Search code examples
phphtmlregexpreg-matchtext-extraction

Get number which occurs after its label text in HTML


I'm using PHP to parse an e-mail and want to get the number after a specific string.

For example, I would want to get the number 033 from a string that looks like:

 Account Number: 033 
 Account Information: Some text here

The content is actually HTML, so the input string is more accurately presented as:

<font face="Arial, Helvetica, sans-serif" color="#000099"><strong><font color="#660000">Account  Number</font></strong><font color="#660000">: 033<br><strong>Account Name</strong>: More text here<br>
    

There is always the word Account Number: and then the number and then a line break.

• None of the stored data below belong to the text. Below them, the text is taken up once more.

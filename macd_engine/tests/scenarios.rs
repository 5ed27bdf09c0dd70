use chrono::NaiveDate;
use macd_engine::backtest::simulate_indicators;
use macd_engine::strategy::classify_all;
use macd_engine::{compute_indicators, simulate, Action, Position, PriceSeries, WARM_UP};

fn series(opens: &[f64]) -> PriceSeries {
    let start = NaiveDate::from_ymd_opt(2018, 2, 2).unwrap();
    PriceSeries::from_opens(start, opens).unwrap()
}

/// 40 days of 2% growth followed by 40 days of 3% decline.
fn rise_then_crash() -> Vec<f64> {
    let mut opens: Vec<f64> = (0..40).map(|i| 100.0 * 1.02f64.powi(i)).collect();
    let peak = opens[39];
    opens.extend((1..=40).map(|k| peak * 0.97f64.powi(k)));
    opens
}

fn assert_state_machine_respected(result: &macd_engine::SimulationResult, starting_shares: f64) {
    let mut invested = true;
    for day in &result.days {
        match day.applied {
            Action::Buy => {
                assert!(!invested, "BUY while invested on {}", day.date);
                invested = true;
            }
            Action::Sell => {
                assert!(invested, "SELL while out on {}", day.date);
                invested = false;
            }
            Action::Hold => {}
        }
        if invested {
            // Leftover cash from truncation is worth less than a hundredth
            // of a share plus a cent.
            assert!(day.cash >= 0.0 && day.cash < 0.01 * day.open + 0.01, "cash residue {}", day.cash);
            assert!(day.shares > 0.0 || starting_shares == 0.0);
        } else {
            assert_eq!(day.shares, 0.0);
        }
    }
    assert_eq!(result.final_position.is_invested(), invested);
}

#[test]
fn warm_up_rows_are_zero_for_any_series() {
    let pts = compute_indicators(&series(&rise_then_crash())).unwrap();
    for p in &pts[..26] {
        assert_eq!((p.macd, p.signal), (0.0, 0.0));
    }
    assert_eq!(WARM_UP, 27);
}

#[test]
fn strictly_rising_thirty_days() {
    let opens: Vec<f64> = (0..30).map(|i| 1.0 + i as f64 / 100.0).collect();
    let s = series(&opens);
    let pts = compute_indicators(&s).unwrap();

    for p in &pts[..=25] {
        assert_eq!(p.macd, 0.0);
        assert_eq!(p.signal, 0.0);
    }
    for p in &pts[WARM_UP..] {
        assert!(p.macd > 0.0, "macd on {} = {}", p.date, p.macd);
    }

    let result = simulate(&s, 1000.0).unwrap();
    assert_state_machine_respected(&result, 1000.0);
    // Rising prices only ever produce BUY intent, which is a no-op while invested.
    assert_eq!(result.trades().count(), 0);
    assert!(result.intents().iter().all(|a| *a != Action::Sell));
}

#[test]
fn crash_moves_to_cash_after_the_top() {
    let s = series(&rise_then_crash());
    let result = simulate(&s, 1000.0).unwrap();
    assert_state_machine_respected(&result, 1000.0);

    let trades: Vec<_> = result.trades().collect();
    assert!(!trades.is_empty());
    assert!(trades.len() <= 4, "too many trades: {}", trades.len());

    let first = trades[0];
    assert_eq!(first.applied, Action::Sell);
    let first_index = result.days.iter().position(|d| d.date == first.date).unwrap();
    assert!(first_index >= 40, "sold at index {first_index}, before the top");

    // Selling into the crash beats riding it all the way down.
    let buy_hold = s.last().open / s.first().open;
    assert!(result.profit_ratio > buy_hold);
}

#[test]
fn flat_price_keeps_profit_ratio_at_one() {
    let s = series(&[1.0; 60]);
    let result = simulate(&s, 1000.0).unwrap();
    assert_eq!(result.trades().count(), 0);
    assert_eq!(result.profit_ratio, 1.0);
    assert_eq!(result.final_position, Position::new(1000.0));
}

#[test]
fn indicators_are_idempotent() {
    let s = series(&rise_then_crash());
    let a = compute_indicators(&s).unwrap();
    let b = compute_indicators(&s).unwrap();
    assert_eq!(a, b);
    for (x, y) in a.iter().zip(&b) {
        assert_eq!(x.macd.to_bits(), y.macd.to_bits());
        assert_eq!(x.signal.to_bits(), y.signal.to_bits());
    }
}

#[test]
fn standalone_classification_matches_simulator() {
    let s = series(&rise_then_crash());
    let pts = compute_indicators(&s).unwrap();
    let standalone = classify_all(&pts);

    let from_series = simulate(&s, 1000.0).unwrap();
    let from_points = simulate_indicators(&pts, 1000.0).unwrap();
    assert_eq!(standalone, from_series.intents());
    assert_eq!(from_series, from_points);
}

#[test]
fn applied_actions_are_subset_of_intents() {
    let s = series(&rise_then_crash());
    let result = simulate(&s, 250.0).unwrap();
    for day in &result.days {
        assert!(day.applied == Action::Hold || day.applied == day.intent);
    }
    let last = result.days.last().unwrap();
    let expected = (result.final_position.value_at(last.open)) / (250.0 * s.first().open);
    assert_eq!(result.profit_ratio, expected);
}
/// models/macd.rs — MACD / SIGNAL derivation
///
///   MACD(t)   = EMA_12(price)(t) − EMA_26(price)(t)
///   SIGNAL(t) = EMA_9(MACD)(t)
///
/// SIGNAL reads the MACD column, so the whole MACD column is built first and
/// SIGNAL is evaluated over it afterwards. The output is a fresh sequence;
/// the input series is never mutated.

use rayon::prelude::*;

use crate::error::IndicatorResult;
use crate::models::{
    ema_at, IndicatorPoint, PriceSeries, FAST_WINDOW, SIGNAL_WINDOW, SLOW_WINDOW,
};

/// Annotate every date of `series` with its MACD and SIGNAL readings.
pub fn compute_indicators(series: &PriceSeries) -> IndicatorResult<Vec<IndicatorPoint>> {
    let opens = series.opens();

    let macd = (0..opens.len())
        .map(|t| macd_at(&opens, t))
        .collect::<IndicatorResult<Vec<f64>>>()?;
    let signal = (0..macd.len())
        .map(|t| ema_at(&macd, t, SIGNAL_WINDOW))
        .collect::<IndicatorResult<Vec<f64>>>()?;

    Ok(annotate(series, &macd, &signal))
}

/// Same result as [`compute_indicators`], with each column evaluated in parallel.
///
/// Every per-date EMA is a pure function of earlier rows, so the order of
/// evaluation inside a column does not affect the output.
pub fn compute_indicators_par(series: &PriceSeries) -> IndicatorResult<Vec<IndicatorPoint>> {
    let opens = series.opens();

    let macd = (0..opens.len())
        .into_par_iter()
        .map(|t| macd_at(&opens, t))
        .collect::<IndicatorResult<Vec<f64>>>()?;
    let signal = (0..macd.len())
        .into_par_iter()
        .map(|t| ema_at(&macd, t, SIGNAL_WINDOW))
        .collect::<IndicatorResult<Vec<f64>>>()?;

    Ok(annotate(series, &macd, &signal))
}

fn macd_at(opens: &[f64], t: usize) -> IndicatorResult<f64> {
    Ok(ema_at(opens, t, FAST_WINDOW)? - ema_at(opens, t, SLOW_WINDOW)?)
}

fn annotate(series: &PriceSeries, macd: &[f64], signal: &[f64]) -> Vec<IndicatorPoint> {
    series
        .points()
        .iter()
        .zip(macd.iter().zip(signal.iter()))
        .map(|(p, (&macd, &signal))| IndicatorPoint {
            date: p.date,
            open: p.open,
            macd,
            signal,
        })
        .collect()
}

I have:

 preg_match_all('!\d+!', $str, $matches);

But that just gets all the numbers.


Solution

  • If the number is always after Account Number: (including that space at the end), then just add that to your regex:

    preg_match_all('/Account Number: (\d+)/',$str,$matches);
    // The parentheses capture the digits and stores them in $matches[1]
    

    Results:

    $matches Array:
    (
        [0] => Array
            (
                [0] => Account Number: 033
            )
    
        [1] => Array
            (
                [0] => 033
            )
    
    )
    

    Note: If there is HTML present, then that can be included in the regex as well as long as you don't believe the HTML is subject to change. Otherwise, I suggest using an HTML DOM Parser to get to the plain-text version of your string and using a regex from there.

    With that said, the following is an example that includes the HTML in the regex and provides the same output as above:

    // Notice the delimiter 
    preg_match_all('@<font face="Arial, Helvetica, sans-serif" color="#000099"><strong><font color="#660000">Account 
    Number</font></strong><font color="#660000">: (\d+)@',$str,$matches);